La pyramide des acteurs de la chaine de valeur Soumbala à Farakala
Organisation de l’union autour du marketing collectif du SOUMBALA
La collecte des graines de néré
Dans le cadre de la production de Soumbala, la collecte des graines de néré constitue la première chose à faire. Elle se fait en tenant compte de plusieurs facteurs dont la qualité des graines qui doit être irréprochable pour un produit de qualité. Un dispositif établi a permis à l’union de suivre correctement cette partie du travail qui conduira à la transformation ou production de Soumbala.
Le dispositif de collecte mis en place ce traduit comme suit :
Entretien entre le président et le secrétaire de l’union pour la fixation d’une date de la préparation de la campagne
Envoi de lettres d’invitation aux représentants membres des coordinations villageoises, pour la tenue d’une AG
Assemblée Générale pour Organisation et planification de la campagne de collecte et commercialisation de Soumbala
Restitution de l’AG au niveau des coordinations villageoises
Les fruits de néré à maturité, une réunion des chefs de villages et des chefs de chasseurs permet de donner le feu vert à la population pour la cueillette
Cueillette individuelle des produits par les ménages et vente des graines de néré auprès des relais
Collecte et achat des produits (graines de néré) au niveau village par les relais
Acheminement et stockage, par les relais, des produits (graines décortiqués) au centre de transformation l’union de Farakala.
Vérification des quantités et triage des graines
Mise en place des commissions de travail au sein des coordinations villageoises de l’union, pour le démarrage de la production de Soumbala
Rencontre de planification des activités de transformation et production de Soumbala avec les commissions de travail
La commercialisation et le marketing collectif du soumbala
Pour permettre la réussite des activités de commercialisation des PFNL, après transformation du néré et production de Soumbala, l’union adopte le système de vente groupée. Pour faciliter l’organisation de cette pratique, une commission de vente a été mise en place. Elle s’occupe totalement des aspects liés au marketing collectif y compris le calcul des charges et la fixation des prix.
Stratégie de marketing collectif du soumbala.
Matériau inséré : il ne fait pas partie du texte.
//! Pratt (precedence-climbing) expression parsing.
//!
//! Binding powers for an infix operator come in `(r_bp, l_bp)` pairs:
//! strictly decreasing pairs make the operator left-associative, strictly
//! increasing pairs right-associative. Higher numbers bind tighter.

use super::{ParseError, ParseResult, Parser};
use crate::ast::{BinaryOp, Constant, ExprKind, Expression, Fixity, UnaryOp};
use crate::lexer::{Token, TokenKind};

type Precedence = u16;

const PREFIX_BINDING_POWER: Precedence = 27;
const POSTFIX_BINDING_POWER: Precedence = 28;
/// Call arguments parse at the assignment right-hand binding power, so a
/// top-level `,` separates arguments instead of being the comma operator.
const ARGUMENT_BINDING_POWER: Precedence = 3;
/// The else arm of `?:` parses at the highest precedence so that
/// `a < b ? x = 1 : y = 2` groups as `(a < b ? x = 1 : y) = 2`, matching C.
const TERNARY_ELSE_BINDING_POWER: Precedence = 28;

fn infix_binding_power(op: BinaryOp) -> (Precedence, Precedence) {
    match op {
        BinaryOp::Multiply | BinaryOp::Divide | BinaryOp::Modulo => (26, 25),
        BinaryOp::Plus | BinaryOp::Minus => (24, 23),
        BinaryOp::LeftShift | BinaryOp::RightShift => (22, 21),
        BinaryOp::LessThan
        | BinaryOp::LessThanEqual
        | BinaryOp::GreaterThan
        | BinaryOp::GreaterThanEqual => (20, 19),
        BinaryOp::Equal | BinaryOp::NotEqual => (18, 17),
        BinaryOp::BitwiseAnd => (16, 15),
        BinaryOp::BitwiseXor => (14, 13),
        BinaryOp::BitwiseOr => (12, 11),
        BinaryOp::LogicalAnd => (10, 9),
        BinaryOp::LogicalOr => (8, 7),
        BinaryOp::Assign => (3, 4),
        BinaryOp::Comma => (2, 1),
    }
}

fn ternary_binding_power() -> (Precedence, Precedence) {
    (5, 6)
}

fn infix_op(kind: TokenKind) -> Option<BinaryOp> {
    Some(match kind {
        TokenKind::Asterisk => BinaryOp::Multiply,
        TokenKind::Slash => BinaryOp::Divide,
        TokenKind::Modulo => BinaryOp::Modulo,
        TokenKind::Plus => BinaryOp::Plus,
        TokenKind::Dash => BinaryOp::Minus,
        TokenKind::LeftShift => BinaryOp::LeftShift,
        TokenKind::RightShift => BinaryOp::RightShift,
        TokenKind::LessThan => BinaryOp::LessThan,
        TokenKind::LessThanEqual => BinaryOp::LessThanEqual,
        TokenKind::GreaterThan => BinaryOp::GreaterThan,
        TokenKind::GreaterThanEqual => BinaryOp::GreaterThanEqual,
        TokenKind::EqualEqual => BinaryOp::Equal,
        TokenKind::NotEqual => BinaryOp::NotEqual,
        TokenKind::BitwiseAnd => BinaryOp::BitwiseAnd,
        TokenKind::BitwiseXor => BinaryOp::BitwiseXor,
        TokenKind::BitwiseOr => BinaryOp::BitwiseOr,
        TokenKind::LogicAnd => BinaryOp::LogicalAnd,
        TokenKind::LogicOr => BinaryOp::LogicalOr,
        TokenKind::Equals => BinaryOp::Assign,
        TokenKind::Comma => BinaryOp::Comma,
        _ => return None,
    })
}

/// The underlying operator of a compound-assignment token.
fn compound_assignment_op(kind: TokenKind) -> Option<BinaryOp> {
    Some(match kind {
        TokenKind::PlusEquals => BinaryOp::Plus,
        TokenKind::MinusEquals => BinaryOp::Minus,
        TokenKind::TimesEquals => BinaryOp::Multiply,
        TokenKind::DivideEquals => BinaryOp::Divide,
        TokenKind::ModuloEquals => BinaryOp::Modulo,
        TokenKind::AndEquals => BinaryOp::BitwiseAnd,
        TokenKind::OrEquals => BinaryOp::BitwiseOr,
        TokenKind::XorEquals => BinaryOp::BitwiseXor,
        TokenKind::LeftShiftEquals => BinaryOp::LeftShift,
        TokenKind::RightShiftEquals => BinaryOp::RightShift,
        _ => return None,
    })
}

fn prefix_op(kind: TokenKind) -> Option<UnaryOp> {
    Some(match kind {
        TokenKind::PlusPlus => UnaryOp::Increment,
        TokenKind::DashDash => UnaryOp::Decrement,
        TokenKind::Plus => UnaryOp::Plus,
        TokenKind::Dash => UnaryOp::Minus,
        TokenKind::Bang => UnaryOp::LogicalNot,
        TokenKind::Tilde => UnaryOp::BitwiseNot,
        _ => return None,
    })
}

fn postfix_op(kind: TokenKind) -> Option<UnaryOp> {
    Some(match kind {
        TokenKind::PlusPlus => UnaryOp::Increment,
        TokenKind::DashDash => UnaryOp::Decrement,
        _ => return None,
    })
}

impl<'src> Parser<'src> {
    pub(crate) fn parse_expression(&mut self, min_bp: Precedence) -> ParseResult<Expression<()>> {
        let mut lhs = self.parse_prefix_expression()?;

        loop {
            let token = self.peek();
            if token.kind == TokenKind::Eof {
                break;
            }

            if token.kind == TokenKind::LeftParen {
                let name = match &lhs.kind {
                    ExprKind::Var(name) => name.clone(),
                    _ => return Err(ParseError::InvalidCallTarget { line: token.line }),
                };
                self.advance(); // consume `(`
                let mut args = vec![];
                while self.peek().kind != TokenKind::RightParen {
                    args.push(self.parse_expression(ARGUMENT_BINDING_POWER)?);
                    if self.peek().kind != TokenKind::Comma {
                        break;
                    }
                    self.advance(); // consume `,`
                }
                self.expect(TokenKind::RightParen, "`)` in function call")?;
                lhs = Expression::untyped(ExprKind::Call { name, args });
                continue;
            }

            if let Some(op) = postfix_op(token.kind) {
                if POSTFIX_BINDING_POWER < min_bp {
                    break;
                }
                self.advance();
                self.require_lvalue(&lhs, postfix_context(op), token)?;
                lhs = Expression::untyped(ExprKind::Unary {
                    fixity: Fixity::Postfix,
                    op,
                    operand: Box::new(lhs),
                });
                continue;
            }

            if let Some(op) = infix_op(token.kind) {
                let (r_bp, l_bp) = infix_binding_power(op);
                if l_bp < min_bp {
                    break;
                }
                self.advance();
                let rhs = self.parse_expression(r_bp)?;
                // plain assignment lvalues are validated during code
                // generation, so `a < b ? x = 1 : y = 2` still parses with
                // the C grouping before being rejected
                lhs = Expression::untyped(ExprKind::Binary {
                    op,
                    left: Box::new(lhs),
                    right: Box::new(rhs),
                });
                continue;
            }

            if let Some(op) = compound_assignment_op(token.kind) {
                self.advance();
                self.require_lvalue(&lhs, "compound assignment", token)?;
                let rhs = self.parse_expression(min_bp)?;
                // `a op= b` becomes `a = (a op b)`; duplicating the lvalue
                // sub-tree is fine while only bare identifiers are
                // assignable
                let computed = Expression::untyped(ExprKind::Binary {
                    op,
                    left: Box::new(lhs.clone()),
                    right: Box::new(rhs),
                });
                lhs = Expression::untyped(ExprKind::Binary {
                    op: BinaryOp::Assign,
                    left: Box::new(lhs),
                    right: Box::new(computed),
                });
                continue;
            }

            if token.kind == TokenKind::QuestionMark {
                let (_r_bp, l_bp) = ternary_binding_power();
                if l_bp < min_bp {
                    break;
                }
                self.advance();
                let if_true = self.parse_expression(min_bp)?;
                self.expect(TokenKind::Colon, "`:` in ternary expression")?;
                let if_false = self.parse_expression(TERNARY_ELSE_BINDING_POWER)?;
                lhs = Expression::untyped(ExprKind::Ternary {
                    condition: Box::new(lhs),
                    if_true: Box::new(if_true),
                    if_false: Box::new(if_false),
                });
                continue;
            }

            break;
        }

        Ok(lhs)
    }

    fn parse_prefix_expression(&mut self) -> ParseResult<Expression<()>> {
        let token = self.peek();
        match token.kind {
            TokenKind::Identifier => {
                self.advance();
                Ok(Expression::untyped(ExprKind::Var(
                    token.lexeme.to_owned(),
                )))
            }
            TokenKind::IntConstant => self.parse_int_constant(),
            TokenKind::DoubleConstant => self.parse_double_constant(),
            TokenKind::CharConstant => {
                self.advance();
                let byte = token.lexeme.as_bytes()[1] as i8;
                Ok(Expression::untyped(ExprKind::Constant(Constant::Char(
                    byte,
                ))))
            }
            TokenKind::LeftParen => {
                self.advance();
                let inner = self.parse_expression(0)?;
                self.expect(TokenKind::RightParen, "`)`")?;
                Ok(Expression::untyped(ExprKind::Grouping(Box::new(inner))))
            }
            _ => {
                if let Some(op) = prefix_op(token.kind) {
                    self.advance();
                    let operand = self.parse_expression(PREFIX_BINDING_POWER)?;
                    if matches!(op, UnaryOp::Increment | UnaryOp::Decrement) {
                        self.require_lvalue(&operand, prefix_context(op), token)?;
                    }
                    return Ok(Expression::untyped(ExprKind::Unary {
                        fixity: Fixity::Prefix,
                        op,
                        operand: Box::new(operand),
                    }));
                }
                Err(ParseError::UnexpectedToken {
                    expected: "expression".to_owned(),
                    found: token.to_string(),
                    line: token.line,
                })
            }
        }
    }

    /// The parser's lvalue validator: the only assignable expression in this
    /// subset is a bare identifier (possibly wrapped in parentheses or the
    /// result of another assignment).
    fn require_lvalue(
        &self,
        expr: &Expression<()>,
        context: &'static str,
        token: Token<'src>,
    ) -> ParseResult<()> {
        if expr.lvalue_name().is_none() {
            return Err(ParseError::InvalidLvalue {
                context,
                line: token.line,
            });
        }
        Ok(())
    }

    /// Parse an integer-kinded constant, mapping the suffix to the value's
    /// type. The suffix length is derived from the trailing alphabetic bytes
    /// of the lexeme, which the lexer leaves in place.
    fn parse_int_constant(&mut self) -> ParseResult<Expression<()>> {
        let token = self.advance();
        let (digits, suffix) = split_suffix(token.lexeme);
        let invalid = || ParseError::InvalidConstant {
            kind: "integer",
            lexeme: token.lexeme.to_owned(),
            line: token.line,
        };

        let constant = match suffix.as_str() {
            "" => Constant::Int(digits.parse().map_err(|_| invalid())?),
            "u" => Constant::UnsignedInt(digits.parse().map_err(|_| invalid())?),
            "l" => Constant::Long(digits.parse().map_err(|_| invalid())?),
            "ul" | "lu" => Constant::UnsignedLong(digits.parse().map_err(|_| invalid())?),
            "ll" => Constant::LongLong(digits.parse().map_err(|_| invalid())?),
            "ull" | "llu" => Constant::UnsignedLongLong(digits.parse().map_err(|_| invalid())?),
            _ => return Err(invalid()),
        };
        Ok(Expression::untyped(ExprKind::Constant(constant)))
    }

    fn parse_double_constant(&mut self) -> ParseResult<Expression<()>> {
        let token = self.advance();
        let (digits, suffix) = split_suffix(token.lexeme);
        let invalid = || ParseError::InvalidConstant {
            kind: "floating-point",
            lexeme: token.lexeme.to_owned(),
            line: token.line,
        };

        let constant = match suffix.as_str() {
            "" => Constant::Double(digits.parse().map_err(|_| invalid())?),
            "f" => Constant::Float(digits.parse().map_err(|_| invalid())?),
            "l" => Constant::LongDouble(digits.parse().map_err(|_| invalid())?),
            _ => return Err(invalid()),
        };
        Ok(Expression::untyped(ExprKind::Constant(constant)))
    }
}

fn split_suffix(lexeme: &str) -> (&str, String) {
    let suffix_len = lexeme
        .bytes()
        .rev()
        .take_while(|b| b.is_ascii_alphabetic())
        .count();
    let (digits, suffix) = lexeme.split_at(lexeme.len() - suffix_len);
    (digits, suffix.to_ascii_lowercase())
}

fn prefix_context(op: UnaryOp) -> &'static str {
    match op {
        UnaryOp::Increment => "prefix `++`",
        _ => "prefix `--`",
    }
}

fn postfix_context(op: UnaryOp) -> &'static str {
    match op {
        UnaryOp::Increment => "postfix `++`",
        _ => "postfix `--`",
    }
}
Le partenariat, une stratégie pour renforcer les capacités de l’Union
Pour atteindre les objectifs qu’elle s’est assignés, la stratégie adoptée par l’union féminine de Farakala a été de développer des relations partenariales avec des structures d’appui. Ce partenariat a permis de renforcer les capacités techniques et organisationnelles de l’union.
Tableau synoptique de l’évolution du partenariat au sein de l’union des femmes de la commune de Farakala
Des résultats satisfaisants
Tableau : Dépenses annuelles pour l’achat de graines de néré
Source : AOPP
Tableau : Recettes annuelles générées par la vente de soumbala
Source : AOPP
Entre 2008 et 2011, l’union a réalisé un bénéfice net de 23 377 500 FCFA issu de la vente de soumbala. Cette forte mage bénéficiaire est liée à la hausse régulière du prix de vente du kilogramme de soumbala qui triple parfois le prix d’achat des graines de néré (1500FCFA : prix de vente du Kg de soumbala en 2011 contre 550FCFA pour le prix d’achat du Kg de graines).
Il faut toutefois signaler que la production de soumbala connait une baisse régulière depuis 2008. De 7359KG de soumbala produit en 2008, l’Union n’a produit que 1996 Kg de soumbala en 2011. Cette baisse s’explique par la sécheresse qui décime les pieds de néré. Cela a joué sur la disponibilité des graines de néré pour la production de soumbala.
En outre, le marché est envahi par des substituts de soumbala tels que les bouillons en poudre.
Une gestion concertée des produits forestiers non ligneux (PFNL) au niveau communale
De façon générale, les PF de cette commune sont gérés par les ménages agricoles et les commissions de travail de l’union en se référant sur une convention collective établie en consensus avec la mairie.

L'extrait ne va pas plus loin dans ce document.